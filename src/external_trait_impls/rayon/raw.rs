use crate::raw::{RawIter, RawTable};
use rayon_::iter::{plumbing::UnindexedConsumer, IntoParallelIterator, ParallelIterator};

/// Parallel iterator which returns every occupied slot in the table.
///
/// The slot indices are split across threads; each thread skips the free slots in its range.
pub struct RawParIter<'a, K, V> {
    table: &'a RawTable<K, V>,
}

impl<'a, K, V> RawParIter<'a, K, V> {
    /// Walks the same entries sequentially.
    pub(super) fn iter(&self) -> RawIter<'a, K, V> {
        self.table.iter()
    }
}

impl<K, V> Clone for RawParIter<'_, K, V> {
    #[cfg_attr(feature = "inline-more", inline)]
    fn clone(&self) -> Self {
        RawParIter { table: self.table }
    }
}

impl<'a, K: Sync, V: Sync> ParallelIterator for RawParIter<'a, K, V> {
    type Item = (&'a K, &'a V);

    #[cfg_attr(feature = "inline-more", inline)]
    fn drive_unindexed<C>(self, consumer: C) -> C::Result
    where
        C: UnindexedConsumer<Self::Item>,
    {
        let table = self.table;
        (0..table.capacity())
            .into_par_iter()
            .filter_map(move |index| table.get(index))
            .drive_unindexed(consumer)
    }
}

impl<K, V> RawTable<K, V> {
    /// Returns a parallel iterator over the entries in a `RawTable`.
    #[cfg_attr(feature = "inline-more", inline)]
    pub fn par_iter(&self) -> RawParIter<'_, K, V> {
        RawParIter { table: self }
    }
}
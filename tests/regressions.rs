use bitprobe::{HashMap, HashSet, Status};
use std::hash::{Hash, Hasher};
use std::sync::atomic::{AtomicUsize, Ordering};

#[test]
fn reserve_shrink_add() {
    let mut map = HashMap::new();
    map.reserve(18303);
    map.shrink_to_fit();
    map.insert(-94i8, -96i8);
    assert_eq!(map.get(&-94), Some(&-96));
}

#[test]
fn shrink_then_grow_from_nothing() {
    let mut set = HashSet::with_capacity(7);
    set.shrink_to_fit();
    assert_eq!(set.capacity(), 0);
    assert!(set.insert(0u8));
    assert!(set.contains(&0));
}

#[test]
fn lookup_past_removed_slot() {
    // Removals leave gaps in probe runs that later keys must be found across.
    let mut map = HashMap::with_capacity(64);
    for i in 0..40u32 {
        map.insert(i, i);
    }
    for i in (0..40u32).step_by(2) {
        assert_eq!(map.remove(&i), Some(i));
    }
    for i in (1..40u32).step_by(2) {
        assert_eq!(map.get(&i), Some(&i));
    }
    assert_eq!(map.len(), 20);
}

#[test]
fn zero_keys_and_values() {
    let mut map = HashMap::new();
    map.insert(0u64, 0u64);
    map.insert(1, 0);
    assert_eq!(map.get(&0), Some(&0));
    assert_eq!(map.status(), Status::Success);
    assert_eq!(map.len(), 2);
    assert_eq!(map.remove(&0), Some(0));
    assert_eq!(map.get(&0), None);
}

static COMPARISONS: AtomicUsize = AtomicUsize::new(0);

struct Counted(u32);

impl PartialEq for Counted {
    fn eq(&self, other: &Self) -> bool {
        COMPARISONS.fetch_add(1, Ordering::Relaxed);
        self.0 == other.0
    }
}

impl Eq for Counted {}

impl Hash for Counted {
    fn hash<H: Hasher>(&self, h: &mut H) {
        self.0.hash(h);
    }
}

#[test]
fn insert_after_remove_stays_local() {
    let mut map = HashMap::with_capacity(1 << 16);
    for i in 0..20_000 {
        map.insert(Counted(i), ());
    }
    map.remove(&Counted(7));

    COMPARISONS.store(0, Ordering::Relaxed);
    assert_eq!(map.insert(Counted(1_000_000), ()), None);
    assert!(map.get(&Counted(2_000_000)).is_none());
    assert!(COMPARISONS.load(Ordering::Relaxed) < 100);
    assert_eq!(map.capacity(), 1 << 16);
}
//! A packed array of bits, used as an occupancy filter.

use crate::{DynaBuf, Error};

/// A fixed number of bits stored eight to a byte in a [`DynaBuf`].
///
/// Bit `i` lives in byte `i >> 3`, at position `i % 8`.
#[derive(Clone, Debug)]
pub struct Bitset {
    bytes: DynaBuf,
}

#[inline]
fn bytes_for(bits: usize) -> usize {
    // Never less than one byte.
    usize::max(1, (bits >> 3) + usize::from(bits & 7 != 0))
}

impl Bitset {
    /// Creates a bitset with room for at least `max_bits` bits, all clear.
    pub fn new(max_bits: usize) -> Result<Self, Error> {
        Ok(Self {
            bytes: DynaBuf::new(bytes_for(max_bits), 1)?,
        })
    }

    /// Returns the number of bits the set can address.
    #[cfg_attr(feature = "inline-more", inline)]
    pub fn bits(&self) -> usize {
        self.bytes.capacity() << 3
    }

    /// Returns `true` if bit `key` is set.
    ///
    /// # Panics
    ///
    /// Panics if `key` is not less than [`Bitset::bits`].
    #[inline]
    pub fn contains(&self, key: usize) -> bool {
        (self.bytes.as_bytes()[key >> 3] >> (key & 7)) & 1 == 1
    }

    /// Sets bit `key`.
    ///
    /// # Panics
    ///
    /// Panics if `key` is not less than [`Bitset::bits`].
    #[inline]
    pub fn add(&mut self, key: usize) {
        self.bytes.as_bytes_mut()[key >> 3] |= 1 << (key & 7);
    }

    /// Clears bit `key`.
    ///
    /// # Panics
    ///
    /// Panics if `key` is not less than [`Bitset::bits`].
    #[inline]
    pub fn remove(&mut self, key: usize) {
        self.bytes.as_bytes_mut()[key >> 3] &= !(1 << (key & 7));
    }

    /// Grows or shrinks the set to address at least `max_bits` bits.
    ///
    /// Existing bytes are kept verbatim; new bytes start clear.
    pub fn resize(&mut self, max_bits: usize) -> Result<(), Error> {
        self.bytes.resize(bytes_for(max_bits))
    }

    /// Clears every bit.
    pub fn clear(&mut self) {
        self.bytes.as_bytes_mut().fill(0);
    }

    /// Returns the number of set bits.
    pub fn count_ones(&self) -> usize {
        self.bytes
            .as_bytes()
            .iter()
            .map(|b| b.count_ones() as usize)
            .sum()
    }

    /// The packed bytes.
    pub fn as_bytes(&self) -> &[u8] {
        self.bytes.as_bytes()
    }
}
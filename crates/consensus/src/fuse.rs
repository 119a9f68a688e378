//! ROVER-style word-level voting.
//!
//! Each cluster's hypotheses are folded one by one into a growing consensus
//! of aligned columns: hypothesis tokens are matched against existing
//! columns with Levenshtein-style insert/delete/substitute costs, then each
//! column elects a winner by confidence-weighted vote. The fold is a pure
//! function `(consensus, hypothesis) -> consensus`, so the whole fusion of
//! one cluster is a reduction over its members in deterministic order.
//!
//! Clusters are independent once built, so they fuse in parallel; the
//! ordered collect at the end is the only synchronization point.

use std::collections::BTreeMap;

use rayon::prelude::*;

use crate::config::Config;
use crate::types::{Cluster, FusedSegment, FusedText, Segment, SegmentId};

// Alignment costs. A substitution that matches an existing column word is
// free; a near-miss (above the similarity floor) is cheaper than an
// unrelated word so typos align as substitutions instead of gap pairs.
const NEAR_MATCH_COST: f64 = 0.5;
const SUBSTITUTE_COST: f64 = 1.0;
const GAP_COST: f64 = 1.0;

/// Fuse every cluster, in parallel, preserving cluster order.
pub fn fuse_all(arena: &[Segment], clusters: &[Cluster], config: &Config) -> Vec<FusedSegment> {
    clusters
        .par_iter()
        .map(|c| fuse_cluster(arena, c, config))
        .collect()
}

/// Fuse one cluster into a single [`FusedSegment`].
///
/// The fused span is the union of the members' spans; provenance records
/// which segment each source contributed. A cluster with no usable words
/// yields [`FusedText::NoConfidentText`].
pub fn fuse_cluster(arena: &[Segment], cluster: &Cluster, config: &Config) -> FusedSegment {
    let hyps = hypotheses(arena, cluster, config);

    let mut consensus: Vec<Column> = Vec::new();
    for index in 0..hyps.len() {
        consensus = fold_hypothesis(consensus, &hyps, index, config);
    }

    let winners = vote(&consensus, &hyps);

    let provenance: BTreeMap<_, _> = cluster
        .members
        .iter()
        .map(|&id| (arena[id].source.clone(), id))
        .collect();

    FusedSegment {
        start_ms: cluster.start_ms,
        end_ms: cluster.end_ms,
        text: if winners.is_empty() {
            FusedText::NoConfidentText
        } else {
            FusedText::Text(winners.join(" "))
        },
        provenance,
    }
}

struct Token {
    surface: String,
    folded: String,
}

struct Hypothesis {
    tokens: Vec<Token>,
    weight: f64,
}

/// One consensus column: `(hypothesis index, token index)` per contributor.
/// Hypotheses absent from a column have a gap there.
struct Column {
    cells: Vec<(usize, usize)>,
}

/// Member segments as token sequences, ordered by source priority then by
/// arena position (which reflects original input order). That order anchors
/// the consensus on the most trusted source and makes tie-breaks by
/// "earlier hypothesis index" match the configured ranking.
fn hypotheses(arena: &[Segment], cluster: &Cluster, config: &Config) -> Vec<Hypothesis> {
    let mut ids: Vec<SegmentId> = cluster.members.clone();
    ids.sort_by_key(|&id| (config.priority_rank(&arena[id].source), id));

    ids.into_iter()
        .map(|id| {
            let segment = &arena[id];
            Hypothesis {
                tokens: segment
                    .text
                    .split_whitespace()
                    .map(|w| Token {
                        surface: w.to_string(),
                        folded: w.to_lowercase(),
                    })
                    .collect(),
                weight: segment.confidence.unwrap_or(config.confidence_prior),
            }
        })
        .collect()
}

/// Align hypothesis `index` against the consensus and fold its tokens in.
///
/// Standard edit-distance DP over (columns, tokens). Ties prefer the
/// diagonal so semantically null gap slots stay minimal.
fn fold_hypothesis(
    consensus: Vec<Column>,
    hyps: &[Hypothesis],
    index: usize,
    config: &Config,
) -> Vec<Column> {
    let tokens = &hyps[index].tokens;
    let m = consensus.len();
    let n = tokens.len();

    #[derive(Clone, Copy, PartialEq)]
    enum Op {
        Diag,
        Up,
        Left,
    }

    let mut cost = vec![vec![0.0_f64; n + 1]; m + 1];
    let mut op = vec![vec![Op::Diag; n + 1]; m + 1];
    for i in 1..=m {
        cost[i][0] = i as f64 * GAP_COST;
        op[i][0] = Op::Up;
    }
    for j in 1..=n {
        cost[0][j] = j as f64 * GAP_COST;
        op[0][j] = Op::Left;
    }

    for i in 1..=m {
        for j in 1..=n {
            let diag = cost[i - 1][j - 1]
                + substitution_cost(&consensus[i - 1], hyps, &tokens[j - 1], config);
            let up = cost[i - 1][j] + GAP_COST;
            let left = cost[i][j - 1] + GAP_COST;

            let (best, best_op) = if diag <= up && diag <= left {
                (diag, Op::Diag)
            } else if up <= left {
                (up, Op::Up)
            } else {
                (left, Op::Left)
            };
            cost[i][j] = best;
            op[i][j] = best_op;
        }
    }

    let mut ops = Vec::with_capacity(m + n);
    let (mut i, mut j) = (m, n);
    while i > 0 || j > 0 {
        let o = op[i][j];
        ops.push(o);
        match o {
            Op::Diag => {
                i -= 1;
                j -= 1;
            }
            Op::Up => i -= 1,
            Op::Left => j -= 1,
        }
    }
    ops.reverse();

    let mut result: Vec<Column> = Vec::with_capacity(m + n);
    let mut columns = consensus.into_iter();
    let mut tj = 0usize;
    for o in ops {
        match o {
            Op::Diag => {
                let mut column = columns.next().expect("diag consumes a column");
                column.cells.push((index, tj));
                result.push(column);
                tj += 1;
            }
            Op::Up => {
                result.push(columns.next().expect("up consumes a column"));
            }
            Op::Left => {
                result.push(Column {
                    cells: vec![(index, tj)],
                });
                tj += 1;
            }
        }
    }

    result
}

fn substitution_cost(column: &Column, hyps: &[Hypothesis], token: &Token, config: &Config) -> f64 {
    let mut best_similarity = 0.0_f64;
    for &(h, t) in &column.cells {
        let existing = &hyps[h].tokens[t].folded;
        if *existing == token.folded {
            return 0.0;
        }
        best_similarity = best_similarity.max(strsim::normalized_levenshtein(existing, &token.folded));
    }
    if best_similarity >= config.word_similarity_floor {
        NEAR_MATCH_COST
    } else {
        SUBSTITUTE_COST
    }
}

/// Elect each column's winner by confidence-weighted, case-insensitive
/// vote. A gap can win (the column emits nothing). Ties resolve to the
/// earliest hypothesis, i.e. source priority then input order.
fn vote(consensus: &[Column], hyps: &[Hypothesis]) -> Vec<String> {
    struct Candidate {
        folded: String,
        surface: String,
        weight: f64,
        rank: usize,
    }

    let mut winners = Vec::new();
    for column in consensus {
        let mut candidates: Vec<Candidate> = Vec::new();
        let mut present = vec![false; hyps.len()];

        // Cells were appended in fold order, so candidates surface in
        // ascending hypothesis rank and the first contributor of a word
        // determines its rank and surface form.
        for &(h, t) in &column.cells {
            present[h] = true;
            let token = &hyps[h].tokens[t];
            match candidates.iter_mut().find(|c| c.folded == token.folded) {
                Some(c) => c.weight += hyps[h].weight,
                None => candidates.push(Candidate {
                    folded: token.folded.clone(),
                    surface: token.surface.clone(),
                    weight: hyps[h].weight,
                    rank: h,
                }),
            }
        }

        let mut gap_weight = 0.0;
        let mut gap_rank = usize::MAX;
        for (h, hyp) in hyps.iter().enumerate() {
            if !present[h] {
                gap_weight += hyp.weight;
                gap_rank = gap_rank.min(h);
            }
        }

        let mut winner: Option<Candidate> = None;
        for c in candidates {
            let better = match &winner {
                None => true,
                Some(w) => c.weight > w.weight || (c.weight == w.weight && c.rank < w.rank),
            };
            if better {
                winner = Some(c);
            }
        }

        if let Some(w) = winner {
            let gap_wins = gap_weight > w.weight || (gap_weight == w.weight && gap_rank < w.rank);
            if !gap_wins {
                winners.push(w.surface);
            }
        }
    }

    winners
}

#[cfg(test)]
mod tests {
    use super::*;

    fn seg(source: &str, start_ms: i64, end_ms: i64, text: &str, confidence: Option<f64>) -> Segment {
        Segment {
            source: source.to_string(),
            start_ms,
            end_ms,
            text: text.to_string(),
            confidence,
        }
    }

    fn fuse(arena: &[Segment], config: &Config) -> FusedSegment {
        let cluster = Cluster::from_members((0..arena.len()).collect(), arena);
        fuse_cluster(arena, &cluster, config)
    }

    #[test]
    fn weighted_vote_picks_the_cat_sat() {
        let arena = vec![
            seg("a", 0, 1000, "the cat sat", Some(0.9)),
            seg("b", 0, 1000, "the cat sad", Some(0.3)),
            seg("c", 0, 1000, "teh cat sat", Some(0.4)),
        ];
        let fused = fuse(&arena, &Config::default());

        assert_eq!(fused.text, FusedText::Text("the cat sat".to_string()));
    }

    #[test]
    fn single_hypothesis_passes_through() {
        let arena = vec![seg("a", 0, 1000, "Hello World today", Some(0.2))];
        let fused = fuse(&arena, &Config::default());

        assert_eq!(fused.text, FusedText::Text("Hello World today".to_string()));
    }

    #[test]
    fn equal_weights_break_by_source_priority() {
        let config = Config {
            source_priority: vec!["b".to_string(), "a".to_string()],
            ..Config::default()
        };
        let arena = vec![
            seg("a", 0, 1000, "hello", Some(0.5)),
            seg("b", 0, 1000, "howdy", Some(0.5)),
        ];
        let fused = fuse(&arena, &config);

        assert_eq!(fused.text, FusedText::Text("howdy".to_string()));
    }

    #[test]
    fn equal_weights_without_priority_break_by_input_order() {
        let arena = vec![
            seg("a", 0, 1000, "hello", Some(0.5)),
            seg("b", 0, 1000, "howdy", Some(0.5)),
        ];
        let fused = fuse(&arena, &Config::default());

        assert_eq!(fused.text, FusedText::Text("hello".to_string()));
    }

    #[test]
    fn unknown_confidence_weighs_in_at_the_prior() {
        let config = Config {
            confidence_prior: 0.9,
            ..Config::default()
        };
        let arena = vec![
            seg("a", 0, 1000, "left", Some(0.5)),
            seg("b", 0, 1000, "right", None),
        ];
        let fused = fuse(&arena, &config);

        assert_eq!(fused.text, FusedText::Text("right".to_string()));
    }

    #[test]
    fn gap_can_win_a_column() {
        let arena = vec![
            seg("a", 0, 1000, "the", Some(0.9)),
            seg("b", 0, 1000, "the cat", Some(0.2)),
        ];
        let fused = fuse(&arena, &Config::default());

        // "cat" (0.2) loses to a's gap (0.9) in the second column.
        assert_eq!(fused.text, FusedText::Text("the".to_string()));
    }

    #[test]
    fn winner_surface_form_comes_from_highest_priority_contributor() {
        let arena = vec![
            seg("a", 0, 1000, "Sat", Some(0.4)),
            seg("b", 0, 1000, "sat", Some(0.4)),
        ];
        let fused = fuse(&arena, &Config::default());

        assert_eq!(fused.text, FusedText::Text("Sat".to_string()));
    }

    #[test]
    fn empty_cluster_text_is_marked_not_blanked() {
        let arena = vec![seg("a", 0, 1000, "", None)];
        let fused = fuse(&arena, &Config::default());

        assert_eq!(fused.text, FusedText::NoConfidentText);
    }

    #[test]
    fn provenance_records_each_contributing_source() {
        let arena = vec![
            seg("a", 0, 1000, "the cat", Some(0.9)),
            seg("b", 100, 1100, "the cap", Some(0.4)),
        ];
        let fused = fuse(&arena, &Config::default());

        assert_eq!(fused.provenance.get("a"), Some(&0));
        assert_eq!(fused.provenance.get("b"), Some(&1));
        assert_eq!((fused.start_ms, fused.end_ms), (0, 1100));
    }

    #[test]
    fn typo_aligns_as_substitution_not_gap_pair() {
        // Diagonal preference lines "teh" up against "the" in one column; a
        // gap-pair alignment would leave both words in the output.
        let arena = vec![
            seg("a", 0, 1000, "the cat", Some(0.6)),
            seg("b", 0, 1000, "teh cat", Some(0.5)),
        ];
        let fused = fuse(&arena, &Config::default());

        assert_eq!(fused.text, FusedText::Text("the cat".to_string()));
    }

    #[test]
    fn fuse_all_preserves_cluster_order() {
        let arena = vec![
            seg("a", 0, 1000, "one", Some(0.9)),
            seg("a", 2000, 3000, "two", Some(0.9)),
        ];
        let clusters = vec![
            Cluster::from_members(vec![0], &arena),
            Cluster::from_members(vec![1], &arena),
        ];
        let fused = fuse_all(&arena, &clusters, &Config::default());

        assert_eq!(fused[0].text, FusedText::Text("one".to_string()));
        assert_eq!(fused[1].text, FusedText::Text("two".to_string()));
    }
}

Task directions » Each line that mentions the string "style" must be copied from the listing.

Your response »
//! ROVER-style word-level voting.
//! columns with Levenshtein-style insert/delete/substitute costs, then each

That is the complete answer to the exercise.